Le CUCES est un orga­nisme rap­pro­chant l’Université et les entre­prises, créé par les acteurs éco­no­miques et sociaux locaux pour déve­lop­per des cycles des­ti­nés au per­fec­tion­ne­ment des ingé­nieurs et cadres mais il est éga­le­ment ouvert aux ouvriers au titre de la pro­mo­tion supé­rieure du travail. 

En 1964, la déci­sion prise par la sidé­rur­gie de fer­mer les mines de fer de Lor­raine ame­na des syn­di­ca­listes à deman­der à Ber­trand Schwartz de créer un centre de for­ma­tion dans le bas­sin de Briey. Ber­trand Schwartz se trans­for­ma en « chef de pro­jet », convain­cu qu’il fal­lait inven­ter avec eux de nou­veaux types de for­ma­tions en par­tant de leur vécu, de leurs demandes et que, pour lut­ter contre l’exclusion, la péda­go­gie uni­ver­si­taire tra­di­tion­nelle n’est pas la mieux placée. 

L’INSERTION PROFESSIONNELLE DES JEUNES ET LA CRÉATION DES MISSIONS LOCALES.

En juin 1981, le Pre­mier ministre Pierre Mau­roy adres­sa une lettre de mis­sion à Ber­trand Schwartz lui deman­dant d’établir un rap­port pour le 15 sep­tembre sur l’insertion pro­fes­sion­nelle des jeunes. 

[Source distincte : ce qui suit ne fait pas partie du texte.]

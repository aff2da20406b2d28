use crate::StoreError;
use std::{fmt, str::FromStr};

/// An `Event` produced by a [Store](crate::Store), which
/// [Callback](crate::Callback)s can be registered for.
#[derive(Debug, Clone, Copy, PartialEq, Eq, Hash)]
pub enum Event {
    /// Raised once for every patch merged into the state. Listeners
    /// receive the patch, not the whole state.
    NewState,
}

impl Event {
    /// The name this event is registered under in a configuration.
    pub fn name(&self) -> &'static str {
        match self {
            Event::NewState => "newState",
        }
    }
}

impl fmt::Display for Event {
    fn fmt(&self, f: &mut fmt::Formatter<'_>) -> fmt::Result {
        f.write_str(self.name())
    }
}

impl FromStr for Event {
    type Err = StoreError;

    fn from_str(name: &str) -> Result<Self, Self::Err> {
        match name {
            "newState" => Ok(Event::NewState),
            _ => Err(StoreError::UnknownEvent {
                name: name.to_string(),
            }),
        }
    }
}

#[cfg(test)]
mod tests {
    use super::Event;
    use crate::StoreError;

    #[test]
    fn parse_event_name() {
        assert_eq!(Event::NewState, "newState".parse::<Event>().unwrap());
        assert_eq!("newState", Event::NewState.to_string());

        match "stateChanged".parse::<Event>() {
            Err(StoreError::UnknownEvent { name }) => assert_eq!("stateChanged", name),
            other => panic!("unexpected result: {:?}", other),
        }
    }
}
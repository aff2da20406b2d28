//! A [Callback] which logs every patch merged into a
//! [Store](crate::Store), using the `log` facade.

use crate::{Callback, Patch};

#[derive(Debug, Clone, Copy, PartialEq, Eq)]
pub enum LogLevel {
    Trace,
    Debug,
    Warn,
    Info,
}

impl LogLevel {
    pub fn log<S: AsRef<str>>(&self, message: S) {
        match self {
            LogLevel::Trace => log::trace!("{}", message.as_ref()),
            LogLevel::Debug => log::debug!("{}", message.as_ref()),
            LogLevel::Warn => log::warn!("{}", message.as_ref()),
            LogLevel::Info => log::info!("{}", message.as_ref()),
        }
    }
}

impl Default for LogLevel {
    fn default() -> Self {
        LogLevel::Debug
    }
}

/// Logs the patches it receives. Register it for
/// [Event::NewState](crate::Event::NewState):
///
/// ```
/// use reless::{logger::PatchLogger, Event, StoreConfig};
///
/// let config = StoreConfig::new().on(Event::NewState, PatchLogger::new());
/// ```
#[derive(Debug, Default)]
pub struct PatchLogger {
    log_level: LogLevel,
    target: Option<String>,
}

impl PatchLogger {
    pub fn new() -> Self {
        Self::default()
    }

    pub fn log_level(mut self, log_level: LogLevel) -> Self {
        self.log_level = log_level;
        self
    }

    /// Prefix each message with `target`, to tell several stores apart.
    pub fn target<S: Into<String>>(mut self, target: S) -> Self {
        self.target = Some(target.into());
        self
    }

    fn format(&self, patch: &Patch) -> String {
        let patch = serde_json::to_string(patch).unwrap_or_else(|_| format!("{:?}", patch));
        match &self.target {
            Some(target) => format!("{}: new state: {}", target, patch),
            None => format!("new state: {}", patch),
        }
    }
}

impl From<PatchLogger> for Callback {
    fn from(logger: PatchLogger) -> Self {
        Callback::new(move |patch: &Patch| logger.log_level.log(logger.format(patch)))
    }
}

#[cfg(test)]
mod tests {
    use super::{LogLevel, PatchLogger};
    use crate::Patch;
    use serde_json::json;

    #[test]
    fn format_patch() {
        let mut patch = Patch::new();
        patch.insert("counter".to_string(), json!(1));

        assert_eq!(
            "new state: {\"counter\":1}",
            PatchLogger::new().format(&patch)
        );
        assert_eq!(
            "main: new state: {\"counter\":1}",
            PatchLogger::new()
                .log_level(LogLevel::Info)
                .target("main")
                .format(&patch)
        );
    }
}
//! The scheduling capability reducers use to defer work.
//!
//! A [Store](crate::Store) never schedules anything itself. Reducers
//! capture a [Scheduler] and use it from their
//! [Continuation::WithReducers](crate::Continuation::WithReducers)
//! stage to call back into [LiveReducers](crate::LiveReducers) later.
//! [ManualScheduler] is a deterministic implementation driven by a
//! virtual clock.

use std::{
    cell::RefCell,
    collections::HashSet,
    fmt::Debug,
    rc::Rc,
    time::Duration,
};

/// Identifies a scheduled task so that it can be cancelled.
#[derive(Debug, Clone, Copy, PartialEq, Eq, Hash, PartialOrd, Ord)]
pub struct TaskHandle(u64);

/// Schedules callbacks to run later on the same thread as the store.
pub trait Scheduler {
    /// Run `task` once, after `delay`.
    fn schedule_after(&self, delay: Duration, task: Box<dyn FnOnce()>) -> TaskHandle;

    /// Run `task` every `interval` until it is cancelled. A zero
    /// `interval` runs the task at most once per step of the clock.
    fn schedule_every(&self, interval: Duration, task: Box<dyn FnMut()>) -> TaskHandle;

    /// Stop a task from running again. Cancelling a task which has
    /// already finished does nothing.
    fn cancel(&self, handle: TaskHandle);
}

enum Task {
    Once(Box<dyn FnOnce()>),
    Every {
        interval: Duration,
        task: Box<dyn FnMut()>,
    },
}

struct Timer {
    handle: TaskHandle,
    due: Duration,
    task: Task,
}

#[derive(Default)]
struct Timers {
    now: Duration,
    next_handle: u64,
    pending: Vec<Timer>,
    /// Zero-interval periodic tasks which already ran during the current
    /// run; they become pending again once it ends.
    deferred: Vec<Timer>,
    running: Option<TaskHandle>,
    /// Periodic tasks cancelled while they were running.
    cancelled: HashSet<TaskHandle>,
}

impl Timers {
    fn insert(&mut self, due: Duration, task: Task) -> TaskHandle {
        let handle = TaskHandle(self.next_handle);
        self.next_handle += 1;
        self.pending.push(Timer { handle, due, task });
        handle
    }

    /// Remove the earliest timer due at or before `deadline`. Timers due
    /// at the same time run in the order they were scheduled.
    fn pop_due(&mut self, deadline: Duration) -> Option<Timer> {
        let index = self
            .pending
            .iter()
            .enumerate()
            .filter(|(_, timer)| timer.due <= deadline)
            .min_by_key(|(_, timer)| (timer.due, timer.handle))
            .map(|(index, _)| index)?;

        Some(self.pending.remove(index))
    }

    fn next_once_due(&self) -> Option<Duration> {
        self.pending
            .iter()
            .filter(|timer| matches!(timer.task, Task::Once(_)))
            .map(|timer| timer.due)
            .min()
    }
}

/// A [Scheduler] with a virtual clock which only moves when
/// [advance()](ManualScheduler::advance()) or
/// [run_all()](ManualScheduler::run_all()) are called.
///
/// Clones share the same clock and timers.
#[derive(Clone, Default)]
pub struct ManualScheduler {
    timers: Rc<RefCell<Timers>>,
}

impl ManualScheduler {
    pub fn new() -> Self {
        Self::default()
    }

    /// Time elapsed on the virtual clock.
    pub fn now(&self) -> Duration {
        self.timers.borrow().now
    }

    /// Number of tasks waiting to run.
    pub fn pending(&self) -> usize {
        self.timers.borrow().pending.len()
    }

    /// Move the clock forward by `by`, running every task which falls
    /// due on the way, in order. Tasks may schedule and cancel tasks
    /// (themselves included) while running; new tasks run within this
    /// call if they fall due before it ends.
    pub fn advance(&self, by: Duration) {
        let deadline = self.now() + by;
        self.run_until(deadline);
        self.timers.borrow_mut().now = deadline;
    }

    /// Keep moving the clock to the next one-off task and running it
    /// until no one-off tasks remain. Periodic tasks falling due on the
    /// way run as usual, but do not on their own keep the clock going.
    pub fn run_all(&self) {
        loop {
            let next = self.timers.borrow().next_once_due();
            match next {
                Some(due) => {
                    self.run_until(due);
                    let mut timers = self.timers.borrow_mut();
                    if timers.now < due {
                        timers.now = due;
                    }
                }
                None => break,
            }
        }
    }

    fn run_until(&self, deadline: Duration) {
        self.run_due(deadline);

        let mut timers = self.timers.borrow_mut();
        let deferred = std::mem::take(&mut timers.deferred);
        timers.pending.extend(deferred);
    }

    fn run_due(&self, deadline: Duration) {
        loop {
            // The borrow must end before the task runs, tasks use the
            // scheduler too.
            let timer = self.timers.borrow_mut().pop_due(deadline);
            let timer = match timer {
                Some(timer) => timer,
                None => break,
            };

            {
                let mut timers = self.timers.borrow_mut();
                timers.now = timer.due;
                timers.running = Some(timer.handle);
            }
            log::trace!("running task {:?} at {:?}", timer.handle, timer.due);

            match timer.task {
                Task::Once(task) => {
                    task();

                    let mut timers = self.timers.borrow_mut();
                    timers.running = None;
                    timers.cancelled.remove(&timer.handle);
                }
                Task::Every { interval, mut task } => {
                    task();

                    let mut timers = self.timers.borrow_mut();
                    timers.running = None;
                    if !timers.cancelled.remove(&timer.handle) {
                        let next = Timer {
                            handle: timer.handle,
                            due: timer.due + interval,
                            task: Task::Every { interval, task },
                        };
                        if interval == Duration::from_secs(0) {
                            timers.deferred.push(next);
                        } else {
                            timers.pending.push(next);
                        }
                    }
                }
            }
        }
    }
}

impl Scheduler for ManualScheduler {
    fn schedule_after(&self, delay: Duration, task: Box<dyn FnOnce()>) -> TaskHandle {
        let mut timers = self.timers.borrow_mut();
        let due = timers.now + delay;
        timers.insert(due, Task::Once(task))
    }

    fn schedule_every(&self, interval: Duration, task: Box<dyn FnMut()>) -> TaskHandle {
        let mut timers = self.timers.borrow_mut();
        let due = timers.now + interval;
        timers.insert(due, Task::Every { interval, task })
    }

    fn cancel(&self, handle: TaskHandle) {
        let mut timers = self.timers.borrow_mut();
        let before = timers.pending.len();
        timers.pending.retain(|timer| timer.handle != handle);
        timers.deferred.retain(|timer| timer.handle != handle);

        // The task is running right now and must not be rescheduled.
        if timers.pending.len() == before && timers.running == Some(handle) {
            timers.cancelled.insert(handle);
        }
    }
}

impl Debug for ManualScheduler {
    fn fmt(&self, f: &mut std::fmt::Formatter<'_>) -> std::fmt::Result {
        let timers = self.timers.borrow();
        write!(
            f,
            "ManualScheduler {{ now: {:?}, pending: {} }}",
            timers.now,
            timers.pending.len()
        )
    }
}

#[cfg(test)]
mod tests {
    use super::{ManualScheduler, Scheduler, TaskHandle};
    use std::{
        cell::{Cell, RefCell},
        rc::Rc,
        time::Duration,
    };

    #[test]
    fn once_runs_when_due() {
        let scheduler = ManualScheduler::new();
        let ran = Rc::new(Cell::new(false));
        let ran_copy = ran.clone();
        scheduler.schedule_after(
            Duration::from_millis(1000),
            Box::new(move || ran_copy.set(true)),
        );

        scheduler.advance(Duration::from_millis(999));
        assert!(!ran.get());
        scheduler.advance(Duration::from_millis(1));
        assert!(ran.get());
        assert_eq!(0, scheduler.pending());
        assert_eq!(Duration::from_millis(1000), scheduler.now());
    }

    #[test]
    fn tasks_run_in_deadline_order() {
        let scheduler = ManualScheduler::new();
        let order = Rc::new(RefCell::new(Vec::new()));

        for (delay, label) in &[(30, "c"), (10, "a"), (20, "b"), (10, "a2")] {
            let order = order.clone();
            let label = *label;
            scheduler.schedule_after(
                Duration::from_millis(*delay),
                Box::new(move || order.borrow_mut().push(label)),
            );
        }

        scheduler.advance(Duration::from_millis(30));
        assert_eq!(vec!["a", "a2", "b", "c"], *order.borrow());
    }

    #[test]
    fn periodic_task_cancels_itself() {
        let scheduler = ManualScheduler::new();
        let runs = Rc::new(Cell::new(0));
        let handle: Rc<Cell<Option<TaskHandle>>> = Rc::new(Cell::new(None));

        let task_scheduler = scheduler.clone();
        let task_runs = runs.clone();
        let task_handle = handle.clone();
        handle.set(Some(scheduler.schedule_every(
            Duration::from_millis(100),
            Box::new(move || {
                task_runs.set(task_runs.get() + 1);
                if task_runs.get() == 3 {
                    if let Some(handle) = task_handle.get() {
                        task_scheduler.cancel(handle);
                    }
                }
            }),
        )));

        scheduler.advance(Duration::from_millis(250));
        assert_eq!(2, runs.get());
        scheduler.advance(Duration::from_millis(1000));
        assert_eq!(3, runs.get());
        assert_eq!(0, scheduler.pending());
    }

    #[test]
    fn cancel_pending_task() {
        let scheduler = ManualScheduler::new();
        let ran = Rc::new(Cell::new(false));
        let ran_copy = ran.clone();
        let handle = scheduler.schedule_after(
            Duration::from_millis(10),
            Box::new(move || ran_copy.set(true)),
        );

        scheduler.cancel(handle);
        scheduler.run_all();
        assert!(!ran.get());
    }

    #[test]
    fn run_all_follows_chained_tasks() {
        let scheduler = ManualScheduler::new();
        let ran = Rc::new(Cell::new(false));

        let inner_scheduler = scheduler.clone();
        let ran_copy = ran.clone();
        scheduler.schedule_after(
            Duration::from_millis(5),
            Box::new(move || {
                inner_scheduler.schedule_after(
                    Duration::from_millis(5),
                    Box::new(move || ran_copy.set(true)),
                );
            }),
        );

        scheduler.run_all();
        assert!(ran.get());
        assert_eq!(Duration::from_millis(10), scheduler.now());
    }

    #[test]
    fn zero_interval_runs_once_per_step() {
        let scheduler = ManualScheduler::new();
        let runs = Rc::new(Cell::new(0));
        let runs_copy = runs.clone();
        let handle = scheduler.schedule_every(
            Duration::from_secs(0),
            Box::new(move || runs_copy.set(runs_copy.get() + 1)),
        );

        scheduler.advance(Duration::from_millis(1));
        assert_eq!(1, runs.get());
        scheduler.advance(Duration::from_millis(1));
        assert_eq!(2, runs.get());
        assert_eq!(1, scheduler.pending());

        scheduler.cancel(handle);
        scheduler.advance(Duration::from_millis(1));
        assert_eq!(2, runs.get());
        assert_eq!(0, scheduler.pending());
    }

    #[test]
    fn once_task_cancelling_itself_is_forgotten() {
        let scheduler = ManualScheduler::new();
        let handle: Rc<Cell<Option<TaskHandle>>> = Rc::new(Cell::new(None));

        let task_scheduler = scheduler.clone();
        let task_handle = handle.clone();
        handle.set(Some(scheduler.schedule_after(
            Duration::from_millis(10),
            Box::new(move || {
                if let Some(handle) = task_handle.get() {
                    task_scheduler.cancel(handle);
                }
            }),
        )));

        scheduler.run_all();
        assert!(scheduler.timers.borrow().cancelled.is_empty());
        assert_eq!(0, scheduler.pending());
    }
}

Ce rap­port ser­vit de base à la créa­tion en 1982 des mis­sions locales, struc­tures légères per­met­tant de faire tra­vailler ensemble, sous l’autorité d’un élu, admi­nis­tra­tions, asso­cia­tions, par­te­naires sociaux, afin d’assurer l’accueil et l’écoute des jeunes et d’améliorer l’efficacité des actions en faveur de l’insertion.Le rap­port a été rédi­gé à par­tir des pro­po­si­tions reçues de gens de ter­rain qui avaient vécu depuis des années avec des jeunes en dif­fi­cul­té dans le cadre de leur tra­vail dans l’administration ou dans les asso­cia­tions. Ce rap­port insis­ta sur la néces­si­té de qua­li­fier les jeunes, de mobi­li­ser les entre­prises comme par­te­naires de la for­ma­tion, d’engager des trans­for­ma­tions de l’action publique et d’organiser une mobi­li­sa­tion ins­ti­tu­tion­nelle et sociale. 

Ces mis­sions locales conçues pour être à proxi­mi­té des jeunes, dont le nombre dépasse 400 sur le ter­ri­toire natio­nal, pour­suivent leurs acti­vi­tés en gar­dant vivant les mes­sages de Ber­trand Schwartz, notam­ment ceux for­mu­lés lors de la réédi­tion en 2007, du rap­port 1981 sur l’insertion des jeunes : 

« Dans ce tra­vail auquel je vous appelle, ne cher­chez pas des modèles ou des recettes mais inté­res­sez-vous à la manière dont les jeunes regardent l’avenir et écou­tez- les… car là est ce que sera demain. » 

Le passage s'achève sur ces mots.